PROBLEM REQUIREMENTS:
In the material below, find every line with "AppResult" and pull it out.

ENTRIES SHOWN:

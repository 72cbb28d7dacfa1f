use crate::{
    error::{AppError, AppResult},
    models::{Recommendation, TitleCatalog},
    store::RecommendationStore,
};

/// Number of neighbors shown for a selected title
pub const DEFAULT_TOP_N: usize = 10;

/// Converts a cosine score to a whole match percentage
///
/// Rounds to two decimals first and then to a whole percent, half to even at
/// both steps.
pub fn match_percent(score: f64) -> u8 {
    let two_decimals = (score * 100.0).round_ties_even() / 100.0;
    (two_decimals * 100.0).round_ties_even().clamp(0.0, 100.0) as u8
}

/// Recommends titles similar to the one named by `selector`
///
/// `selector` is a display key (`"<title> - <year>"`). The result keeps the
/// store's ranking; neighbors missing from the title catalog are skipped.
pub fn recommend(
    titles: &TitleCatalog,
    store: &RecommendationStore,
    selector: &str,
    top_n: usize,
) -> AppResult<Vec<Recommendation>> {
    let item_id = titles
        .resolve(selector)
        .ok_or_else(|| AppError::NotFound(format!("No title matches '{}'", selector)))?;

    let row = store.get(item_id).ok_or_else(|| {
        AppError::NotFound(format!("No recommendations for '{}'", selector))
    })?;

    let recommendations: Vec<Recommendation> = row
        .top(top_n)
        .filter_map(|(neighbor, score)| match titles.get(neighbor) {
            Some(entry) => Some(Recommendation {
                year: entry.year,
                title: entry.title.clone(),
                match_percent: match_percent(score),
            }),
            None => {
                tracing::debug!(item_id = neighbor, "Neighbor missing from title catalog");
                None
            }
        })
        .collect();

    tracing::debug!(
        selector = %selector,
        item_id,
        results = recommendations.len(),
        "Resolved recommendations"
    );

    Ok(recommendations)
}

REPLY TO THE EXERCISE:
    error::{AppError, AppResult},
) -> AppResult<Vec<Recommendation>> {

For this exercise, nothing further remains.